> _TASK_
Word for word, give again the line holding "Ticks until the" and each line after it to the end of the listing below.

-------------------------

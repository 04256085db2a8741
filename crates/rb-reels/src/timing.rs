//! Tick timing profiles
//!
//! Reel travel is measured in animation steps; the front-end maps ticks to
//! wall-clock time via `tick_ms`. Travel targets are per reel:
//! `base_travel + reel_index * reel_stagger`, so reels always settle in
//! strict left-to-right order.

use serde::{Deserialize, Serialize};

use rb_stage::GRID_ROWS;

/// Named timing profile.
#[derive(Debug, Clone, Copy, PartialEq, Eq, Hash, Serialize, Deserialize)]
#[serde(rename_all = "snake_case")]
pub enum TickProfile {
    /// Normal gameplay pacing
    Normal,
    /// Fast mode
    Turbo,
    /// No wall-clock delay; shortest legal travel. For tests and autoplay.
    Instant,
}

impl Default for TickProfile {
    fn default() -> Self {
        Self::Normal
    }
}

/// Tick clock configuration.
#[derive(Debug, Clone, Copy, PartialEq, Eq, Serialize, Deserialize)]
pub struct TickConfig {
    /// Profile type
    pub profile: TickProfile,
    /// Wall-clock duration of one tick (ms); 0 = run ticks back to back
    pub tick_ms: u64,
    /// Steps the first reel travels before stopping
    pub base_travel: u32,
    /// Extra steps per reel index; reel `i` travels `base + i * stagger`
    pub reel_stagger: u32,
}

impl TickConfig {
    /// Normal gameplay timing.
    pub fn normal() -> Self {
        Self {
            profile: TickProfile::Normal,
            tick_ms: 80,
            base_travel: 18,
            reel_stagger: 6,
        }
    }

    /// Turbo mode.
    pub fn turbo() -> Self {
        Self {
            profile: TickProfile::Turbo,
            tick_ms: 40,
            base_travel: 10,
            reel_stagger: 4,
        }
    }

    /// Instant mode: shortest travel that still refreshes the full window.
    pub fn instant() -> Self {
        Self {
            profile: TickProfile::Instant,
            tick_ms: 0,
            base_travel: GRID_ROWS as u32,
            reel_stagger: 1,
        }
    }

    /// Get config for a profile.
    pub fn from_profile(profile: TickProfile) -> Self {
        match profile {
            TickProfile::Normal => Self::normal(),
            TickProfile::Turbo => Self::turbo(),
            TickProfile::Instant => Self::instant(),
        }
    }

    /// Custom timing. `base_travel` is clamped so every visible cell is
    /// recycled before the reel freezes, `reel_stagger` so reels stop in
    /// strict left-to-right order.
    pub fn custom(tick_ms: u64, base_travel: u32, reel_stagger: u32) -> Self {
        Self {
            profile: TickProfile::Normal,
            tick_ms,
            base_travel: base_travel.max(GRID_ROWS as u32),
            reel_stagger: reel_stagger.max(1),
        }
    }

    /// Travel target for one reel.
    pub fn travel_for(&self, reel_index: u8) -> u32 {
        self.base_travel + reel_index as u32 * self.reel_stagger
    }

    /// Ticks until the last of `reel_count` reels settles.
    pub fn spin_ticks(&self, reel_count: u8) -> u32 {
        self.travel_for(reel_count.saturating_sub(1))
    }
}

impl Default for TickConfig {
    fn default() -> Self {
        Self::normal()
    }
}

-------------------------

> _ANSWER TO THE PROBLEM_
    /// Ticks until the last of `reel_count` reels settles.
    pub fn spin_ticks(&self, reel_count: u8) -> u32 {
        self.travel_for(reel_count.saturating_sub(1))
    }
}

impl Default for TickConfig {
    fn default() -> Self {
        Self::normal()
    }
}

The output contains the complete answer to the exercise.